Getúlio foi muitas coisas na vida: positivista, revolucionário, constitucionalista, ditador sanguinário, presidente democrático, articulador de primeiro plano e de bastidores, pai amoroso, latifundiário, industrialista, ambíguo em plena Segunda Guerra Mundial, criador dos direitos trabalhistas, ministro da fazenda da República Velha, presidente de província, senador, acadêmico da ABL e muitos etc.

O então presidente Getúlio Vargas durante cerimônia de sua posse no Palácio do Catete, no Rio de Janeiro. A data marca o segundo governo de Vargas, que foi eleito pelo PTB com 47,7% dos votos. - Folhapress

Sempre agiu politicamente fazendo valer suas vontades de condutor de manadas. Mas buscava negociar compondo maiorias, estabelecendo pactos e propondo articulações políticas. Quando era vitorioso nesta empreitada, sabia ser radical com os opositores, especialmente na ditadura do Estado Novo, cujos porões não devem nada aos do período da ditadura militar. Getúlio foi sempre, a seu modo, um negociador. Daí chama a atenção sua morte trágica, extrema, radical e como toda morte suicida, chocante.

A leitura hegemônica que se implantou sobre sua morte foi a da vitória da negociação varguista. Mesmo morto, Getúlio teria sido vitorioso. Nesta tese, a morte abrupta foi sua bala de prata, pois conseguiu "adiar" o golpe militar em dez anos.

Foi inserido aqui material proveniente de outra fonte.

//! Concurrent domain → endpoints map.

use std::sync::Arc;

use arc_swap::ArcSwap;
use dashmap::DashMap;

use crate::probe::Endpoints;
use crate::registry::is_domain;

/// Latest endpoints per domain.
#[derive(Debug, Default)]
pub struct MetricsStore {
    /// The current generation. Replaced wholesale on flush.
    inner: ArcSwap<DashMap<String, Endpoints>>,
}

impl MetricsStore {
    pub fn new() -> Self {
        Self::default()
    }

    /// Replace the endpoints recorded for `domain`.
    pub fn set(&self, domain: &str, endpoints: Endpoints) {
        self.inner.load().insert(domain.to_string(), endpoints);
    }

    /// Copy of the endpoints recorded for `domain`.
    pub fn get(&self, domain: &str) -> Option<Endpoints> {
        self.inner.load().get(domain).map(|entry| entry.value().clone())
    }

    /// Domains with a recorded result. Non-domain keys are filtered out.
    pub fn list_domains(&self) -> Vec<String> {
        self.inner
            .load()
            .iter()
            .map(|entry| entry.key().clone())
            .filter(|key| is_domain(key))
            .collect()
    }

    /// Drop every recorded result.
    pub fn flush(&self) {
        self.inner.store(Arc::new(DashMap::new()));
    }

    pub fn len(&self) -> usize {
        self.inner.load().len()
    }

    pub fn is_empty(&self) -> bool {
        self.inner.load().is_empty()
    }
}

#[cfg(test)]
mod tests {
    use super::*;
    use crate::probe::Endpoint;

    fn alive(cn: &str) -> Endpoint {
        Endpoint {
            alive: true,
            valid: true,
            common_name: cn.to_string(),
            alt_names: 1,
            expiry: 1_900_000_000,
            fingerprint: "ab".repeat(32),
        }
    }

    fn endpoints(pairs: &[(&str, Endpoint)]) -> Endpoints {
        pairs.iter().map(|(ip, ep)| (ip.to_string(), ep.clone())).collect()
    }

    #[test]
    fn test_set_replaces_whole_value() {
        let store = MetricsStore::new();
        store.set("example.com", endpoints(&[("192.0.2.1", alive("a")), ("192.0.2.2", alive("a"))]));
        store.set("example.com", endpoints(&[("192.0.2.3", Endpoint::dead())]));

        let got = store.get("example.com").unwrap();
        assert_eq!(got.len(), 1);
        assert!(!got["192.0.2.3"].alive);
    }

    #[test]
    fn test_get_returns_copy() {
        let store = MetricsStore::new();
        store.set("example.com", endpoints(&[("192.0.2.1", alive("a"))]));

        let mut copy = store.get("example.com").unwrap();
        copy.clear();
        assert_eq!(store.get("example.com").unwrap().len(), 1);
    }

    #[test]
    fn test_empty_endpoints_still_listed() {
        let store = MetricsStore::new();
        store.set("unresolved.example.com", Endpoints::new());

        assert_eq!(store.list_domains(), vec!["unresolved.example.com".to_string()]);
        assert_eq!(store.get("unresolved.example.com"), Some(Endpoints::new()));
        assert_eq!(store.get("missing.example.com"), None);
    }

    #[test]
    fn test_labels_filtered_from_listing() {
        let store = MetricsStore::new();
        store.set("set1", Endpoints::new());
        store.set("example.com", Endpoints::new());

        assert_eq!(store.list_domains(), vec!["example.com".to_string()]);
        assert_eq!(store.len(), 2);
    }

    #[test]
    fn test_flush_clears() {
        let store = MetricsStore::new();
        store.set("example.com", Endpoints::new());
        store.flush();

        assert!(store.is_empty());
        assert!(store.get("example.com").is_none());
    }

    #[test]
    fn test_concurrent_get_never_torn() {
        let store = Arc::new(MetricsStore::new());
        let gen_a = endpoints(&[("192.0.2.1", alive("gen-a")), ("192.0.2.2", alive("gen-a"))]);
        let gen_b = endpoints(&[("192.0.2.1", alive("gen-b")), ("192.0.2.2", alive("gen-b"))]);
        store.set("example.com", gen_a.clone());

        let reader = {
            let store = store.clone();
            std::thread::spawn(move || {
                for _ in 0..5_000 {
                    if let Some(eps) = store.get("example.com") {
                        let names: Vec<_> = eps.values().map(|e| e.common_name.as_str()).collect();
                        assert!(names.windows(2).all(|w| w[0] == w[1]), "torn read: {:?}", names);
                    }
                }
            })
        };

        for i in 0..1_000 {
            store.flush();
            store.set("example.com", if i % 2 == 0 { gen_b.clone() } else { gen_a.clone() });
        }
        reader.join().unwrap();
    }
}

O contexto pré-suicídio era de fato tenso. O crime da rua Tonelero daquele agosto de 1954 elevou muito a temperatura já alta. Gregório Fortunato, segurança particular de Vargas, foi acusado de tentar matar Carlos Lacerda, adversário político de Getúlio. O presidente seria o mandante? —era o que todos se perguntavam.

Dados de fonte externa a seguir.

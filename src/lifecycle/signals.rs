//! OS signal handling.
//!
//! # Responsibilities
//! - Register signal handlers (SIGTERM, SIGINT, SIGHUP)
//! - Translate signals to shutdown or reload requests
//!
//! # Design Decisions
//! - Uses Tokio's signal handling (async-safe)
//! - A second SIGTERM/SIGINT forces exit
//! - SIGHUP triggers config reload, not shutdown

use std::io;
use std::sync::Arc;

use crate::lifecycle::Shutdown;
use crate::scheduler::{ReloadHandle, ReloadReason};

/// Exit status used when shutdown is forced by a repeated signal.
const FORCED_EXIT_CODE: i32 = 130;

#[cfg(unix)]
pub async fn listen(reloads: ReloadHandle, shutdown: Arc<Shutdown>) -> io::Result<()> {
    use tokio::signal::unix::{signal, SignalKind};

    let mut hangup = signal(SignalKind::hangup())?;
    let mut terminate = signal(SignalKind::terminate())?;
    let mut interrupt = signal(SignalKind::interrupt())?;
    let mut stopping = false;

    loop {
        let name = tokio::select! {
            _ = hangup.recv() => {
                tracing::info!("SIGHUP received, requesting config reload");
                reloads.trigger(ReloadReason::Signal);
                continue;
            }
            _ = terminate.recv() => "SIGTERM",
            _ = interrupt.recv() => "SIGINT",
        };

        if stopping {
            tracing::warn!(signal = name, "Second shutdown signal, exiting immediately");
            std::process::exit(FORCED_EXIT_CODE);
        }
        tracing::info!(signal = name, "Shutting down");
        stopping = true;
        shutdown.trigger();
    }
}

#[cfg(not(unix))]
pub async fn listen(_reloads: ReloadHandle, shutdown: Arc<Shutdown>) -> io::Result<()> {
    tokio::signal::ctrl_c().await?;
    tracing::info!("Ctrl-C received, shutting down");
    shutdown.trigger();

    tokio::signal::ctrl_c().await?;
    tracing::warn!("Second shutdown signal, exiting immediately");
    std::process::exit(FORCED_EXIT_CODE);
}
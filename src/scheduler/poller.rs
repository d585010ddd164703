//! Periodic change detection against the config source.

use std::sync::Arc;
use std::time::Duration;

use tokio::sync::broadcast;
use tokio::time;

use crate::scheduler::trigger::{ReloadHandle, ReloadReason};
use crate::source::{ConfigSource, VersionLedger};

/// Lists the source on an interval and requests a reload when its version
/// tags differ from the last applied ones.
pub struct ChangePoller {
    source: Arc<dyn ConfigSource>,
    ledger: Arc<VersionLedger>,
    reloads: ReloadHandle,
    interval: Duration,
}

impl ChangePoller {
    pub fn new(
        source: Arc<dyn ConfigSource>,
        ledger: Arc<VersionLedger>,
        reloads: ReloadHandle,
        interval: Duration,
    ) -> Self {
        Self {
            source,
            ledger,
            reloads,
            interval,
        }
    }

    pub async fn run(self, mut shutdown: broadcast::Receiver<()>) {
        let mut ticker = time::interval(self.interval);
        // The initial load has just run; skip the immediate first tick.
        ticker.tick().await;

        loop {
            tokio::select! {
                _ = shutdown.recv() => break,
                _ = ticker.tick() => {
                    self.check().await;
                }
            }
        }
    }

    /// Returns whether a change was detected.
    pub async fn check(&self) -> bool {
        let current = match self.source.list().await {
            Ok(tags) => tags,
            Err(e) => {
                tracing::warn!(error = %e, "Cannot poll config source");
                return false;
            }
        };

        if !self.ledger.differs_from(&current) {
            return false;
        }
        tracing::info!(source = %self.source.describe(), "Config change detected");
        self.reloads.trigger(ReloadReason::ConfigChanged);
        true
    }
}
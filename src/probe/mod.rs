//! Certificate probing subsystem.
//!
//! # Data Flow
//! ```text
//! domain ("host" or "host:port") + configured IPs
//!     → prober.rs (split host/port, pick candidates)
//!     → resolver.rs (DNS race against a timer, only when no IPs configured)
//!     → tls.rs (handshake with chain verification disabled)
//!     → certificate.rs (inspect leaf: CN, SANs, expiry, fingerprint, hostname)
//!     → Endpoints (one verdict per IPv4 address)
//! ```
//!
//! # Design Decisions
//! - Failures are verdicts, not errors: a dead address is recorded as dead
//! - Expired or mismatched certificates must still be observed
//! - IPv6 candidates are skipped

pub mod certificate;
pub mod endpoint;
pub mod prober;
pub mod resolver;
pub mod tls;

pub use endpoint::{Endpoint, Endpoints};
pub use prober::{split_host_port, ProbeSettings, Prober};
pub use resolver::{Lookup, SystemLookup};
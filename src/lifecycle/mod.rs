//! Lifecycle management subsystem.
//!
//! # Data Flow
//! ```text
//! Startup (startup.rs):
//!     Settings → Initial config load → Spawn scheduler, poller, watcher → Serve /metrics
//!
//! Shutdown (shutdown.rs):
//!     Signal received → Stop serving → Scheduler finishes its current step → Exit
//!
//! Signals (signals.rs):
//!     SIGTERM/SIGINT → Trigger graceful shutdown
//!     SIGHUP → Request config reload
//! ```
//!
//! # Design Decisions
//! - Fail fast: an empty or unreadable config at startup is fatal
//! - The listener is bound before any background task starts
//! - Shutdown has a timeout: a stuck sweep does not block exit

pub mod shutdown;
pub mod signals;
pub mod startup;

pub use shutdown::Shutdown;
//! Service and domain registry.
//!
//! # Data Flow
//! ```text
//! config document (JSON)
//!     → service.rs (decode into named services)
//!     → store.rs (merge by service name, rebuild domain → service index)
//!     → snapshot published atomically
//!
//! Readers (scheduler, exposition):
//!     list_domains / ips_for / service_name
//!     → read one immutable snapshot, return owned copies
//! ```
//!
//! # Design Decisions
//! - A key without a dot is a label, never a domain
//! - Labels expand one level only (label → literal IPs)
//! - The reverse index is rebuilt on every update, never patched

pub mod service;
pub mod store;

pub use service::{DecodeError, Service};
pub use store::Registry;

/// True when `name` is a real domain rather than an IP-set label.
pub fn is_domain(name: &str) -> bool {
    name.contains('.')
}
//! HTTP surface of the monitor.
//!
//! # Data Flow
//! ```text
//! GET /metrics
//!     → exposition.rs (MetricsStore + Registry → certificate gauges)
//!     → PrometheusHandle (self-metrics, appended)
//!
//! POST /-/reload → scheduler reload request (coalesced)
//! GET  /healthz  → liveness
//! ```

pub mod exposition;
pub mod server;

pub use server::MetricsServer;
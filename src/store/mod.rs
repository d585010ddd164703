//! Latest probe results, shared between the scheduler and exposition.
//!
//! # Data Flow
//! ```text
//! Scheduler sweep
//!     → set(domain, endpoints)   (whole-value replace per domain)
//!
//! Exposition scrape
//!     → list_domains / get       (owned copies)
//!
//! Reload
//!     → flush                    (swap in an empty map)
//! ```
//!
//! # Design Decisions
//! - Per-domain writes never merge old and new endpoints
//! - Flush publishes a fresh map in one atomic swap
//! - Writers never block readers for more than one map entry

pub mod results;

pub use results::MetricsStore;
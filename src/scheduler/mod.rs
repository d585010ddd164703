//! Sweep scheduling and configuration reloads.
//!
//! # Data Flow
//! ```text
//! ticker (scrape interval) ─────────────┐
//! reload requests ──────────────────────┤
//!   SIGHUP, source poller,              ├─→ engine.rs (one task, one thing at a time)
//!   directory watcher, POST /-/reload   │      ├─ sweep:  Registry → Prober → MetricsStore
//! shutdown ─────────────────────────────┘      └─ reload: ConfigSource → Registry, MetricsStore
//! ```
//!
//! # Design Decisions
//! - Sweeps and reloads never overlap; a reload waits for the running sweep
//! - Pending reload requests coalesce into one
//! - A sweep runs right after every reload, then the interval restarts

pub mod engine;
pub mod poller;
pub mod reload;
pub mod trigger;

pub use engine::{Scheduler, SchedulerState};
pub use poller::ChangePoller;
pub use reload::{ConfigLoader, ReloadError, ReloadSummary};
pub use trigger::{reload_channel, ReloadHandle, ReloadReason, TriggerOutcome};
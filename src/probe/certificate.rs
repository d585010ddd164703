//! Leaf certificate inspection.

use std::net::{IpAddr, Ipv4Addr, Ipv6Addr};

use sha2::{Digest, Sha256};
use thiserror::Error;
use x509_parser::prelude::*;

#[derive(Debug, Error)]
#[error("failed to parse certificate: {0}")]
pub struct CertificateError(String);

/// The parts of a leaf certificate the monitor reports on.
#[derive(Debug, Clone, Default, PartialEq, Eq)]
pub struct LeafInfo {
    pub common_name: String,
    pub dns_names: Vec<String>,
    pub ip_addresses: Vec<IpAddr>,
    /// Not-after, seconds since the Unix epoch.
    pub not_after: i64,
}

/// Parse a DER-encoded certificate.
pub fn inspect(der: &[u8]) -> Result<LeafInfo, CertificateError> {
    let (_, cert) =
        X509Certificate::from_der(der).map_err(|e| CertificateError(e.to_string()))?;

    let common_name = cert
        .subject()
        .iter_common_name()
        .next()
        .and_then(|attr| attr.as_str().ok())
        .unwrap_or_default()
        .to_string();

    let mut dns_names = Vec::new();
    let mut ip_addresses = Vec::new();
    if let Ok(Some(san)) = cert.subject_alternative_name() {
        for name in &san.value.general_names {
            match name {
                GeneralName::DNSName(dns) => dns_names.push(dns.to_string()),
                GeneralName::IPAddress(raw) => {
                    if let Some(ip) = ip_from_octets(raw) {
                        ip_addresses.push(ip);
                    }
                }
                _ => {}
            }
        }
    }

    Ok(LeafInfo {
        common_name,
        dns_names,
        ip_addresses,
        not_after: cert.validity().not_after.timestamp(),
    })
}

fn ip_from_octets(raw: &[u8]) -> Option<IpAddr> {
    match raw.len() {
        4 => {
            let octets: [u8; 4] = raw.try_into().ok()?;
            Some(IpAddr::V4(Ipv4Addr::from(octets)))
        }
        16 => {
            let octets: [u8; 16] = raw.try_into().ok()?;
            Some(IpAddr::V6(Ipv6Addr::from(octets)))
        }
        _ => None,
    }
}

/// Hex SHA-256 over the raw certificate bytes.
pub fn fingerprint(der: &[u8]) -> String {
    hex::encode(Sha256::digest(der))
}

impl LeafInfo {
    /// Check whether the certificate is valid for `host`.
    ///
    /// Only subject alternative names are consulted. A wildcard covers
    /// exactly one leftmost label. IP hosts match IP SANs only.
    pub fn matches_hostname(&self, host: &str) -> bool {
        let bare = host.trim_start_matches('[').trim_end_matches(']');
        if let Ok(ip) = bare.parse::<IpAddr>() {
            return self.ip_addresses.contains(&ip);
        }

        let host = host.trim_end_matches('.').to_ascii_lowercase();
        if host.is_empty() {
            return false;
        }
        self.dns_names
            .iter()
            .any(|pattern| dns_name_matches(pattern, &host))
    }
}

fn dns_name_matches(pattern: &str, host: &str) -> bool {
    let pattern = pattern.trim_end_matches('.').to_ascii_lowercase();

    match pattern.strip_prefix("*.") {
        Some(suffix) if !suffix.is_empty() => match host.split_once('.') {
            Some((label, rest)) => !label.is_empty() && rest == suffix,
            None => false,
        },
        Some(_) => false,
        None => !pattern.is_empty() && pattern == host,
    }
}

Segundo o biógrafo Lira Neto, que escreveu três ótimos volumes biográficos sobre Getúlio, sua morte radical teve a ver com dois aspectos. O primeiro relaciona-se a uma reportagem publicada nos dias seguintes ao atentado da rua Tonelero, que mostrou que Maneco Vargas, filho de Getúlio, teria vendido uma fazenda da família a Gregório Fortunato. O segurança adquiriu a fazenda graças a um empréstimo bancário avalizado por João Goulart, ex-ministro do Trabalho. Essa acusação teria tirado Getúlio de sua habitual frieza e capacidade de negociação política.

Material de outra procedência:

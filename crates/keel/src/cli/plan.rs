use anyhow::Result;
use clap::Parser;
use console::style;

use keel_runtime::{Database, Migrator};

use super::{init_tracing, InputArgs};

/// Show the operations a migration would apply.
#[derive(Parser)]
pub struct PlanCommand {
    #[command(flatten)]
    pub input: InputArgs,

    /// Print the plan as JSON instead of a list.
    #[arg(long)]
    pub json: bool,
}

impl PlanCommand {
    pub async fn execute(self) -> Result<()> {
        dotenvy::dotenv().ok();

        let (config, schema) = self.input.load()?;
        init_tracing(config.migration.debug);

        let db = Database::from_config(&config.database).await?;
        let migrator = Migrator::postgres(&db, config.migration)?;
        let plan = migrator.plan(&schema).await?;
        db.close().await;

        if self.json {
            println!(
                "{}",
                serde_json::to_string_pretty(&serde_json::json!({
                    "operations": plan.operations,
                    "diagnostics": plan.diagnostics,
                }))?
            );
            return Ok(());
        }

        println!();
        println!("  {}  {} Plan", style("⚓").bold(), style("KEEL").bold().cyan());
        println!();

        for diagnostic in &plan.diagnostics {
            println!("  {} {}", style("!").yellow(), diagnostic);
        }

        if plan.is_empty() {
            println!("  {} Database is up to date", style("✓").green());
            println!();
            return Ok(());
        }

        for operation in &plan.operations {
            println!("  {} {}", style("→").dim(), operation);
        }
        println!();
        println!(
            "  {} {} operation(s) pending",
            style("ℹ").blue(),
            plan.operations.len()
        );
        println!();

        Ok(())
    }
}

O segundo aspecto tem a ver com o histórico pessoal suicida de Vargas. O presidente escreveu várias cartas de despedida ao longo da vida, todas elas mantidas em segredo. Mesmo a carta final teria sido reescrita algumas vezes. Daí por que não assustou os correligionários que com ela tiveram contato, pois não era a primeira vez que viam tal expediente radical em mãos, até então sempre adiado.

Vargas ainda tentou negociar com os golpistas. Propôs um afastamento temporário da presidência até que o crime da rua Tonelero fosse averiguado. Mas dessa vez não conseguiu fazer valer sua vontade de condutor das elites e do povão. E, como ato derradeiro, vislumbrou a morte. Acabou se matando na manhã do dia 24 de agosto.

Curiosamente, a morte de Vargas cairia melhor em Perón, um político de estatura semelhante a Vargas em seu país, mas que teve uma morte quase vergonhosa para alguém de sua estirpe.

Militar, Perón subiu ao poder através de um golpe em 1943. Outro golpe militar o retirou do poder em 1945 mas, novelisticamente, ele foi reconduzido à presidência através da atuação de sua mulher, a atriz Evita Perón, e das massas sindicalizadas. Ficou de 1946 a 1952 governando através de um discurso radicalizado contra as elites, num tom muito acima do de Vargas.

No mesmo período a Argentina recebeu vários nazistas fugidos da Segunda Guerra Mundial. Tudo sob o lustre do peronismo que, na luta contra o "imperialismo" das potências ocidentais tradicionais, foi capaz de relativizar até o nazismo.

Num drama golpista sem comparação com as deposições de Vargas, a Casa Rosada foi bombardeada pela força aérea argentina em 1955, cujo ataque matou mais de três centenas de pessoas. Perón escapou, mas foi apeado do poder. Haja drama! Isso sem falar na morte de Evita Perón em 1952 e nas rocambolescas histórias de necrofilia com seu cadáver dentro e fora da Argentina.

Os dezoito anos de exílio de Perón foram incomparavelmente mais longos que os meros cinco de Vargas, que atuou como senador entre 1946 e 1950 e tramou sua volta a olhos vistos, sempre fazendo pactos de todos os lados. Perón só voltou ao poder em 1973, num curto mandato. Morreu de ataque cardíaco em 1974, aos 78 anos. Deixou no lugar sua mulher e vice, Isabelita Perón, que, sem a força popular de Evita, foi retirada do poder pelo golpe militar de 1976. Até hoje a política argentina tem na divisão radicalizada entre peronistas e anti-peronistas uma de suas maiores marcas.

A trajetória de Perón foi radical. Sua morte não. Com Vargas foi o oposto. Quase sempre o político gaúcho foi um fluente negociador, um mediador político. Em sua morte, foi um extremista. As mortes inverteram as personalidades e as trajetórias dos dois maiores líderes populares de Argentina e Brasil.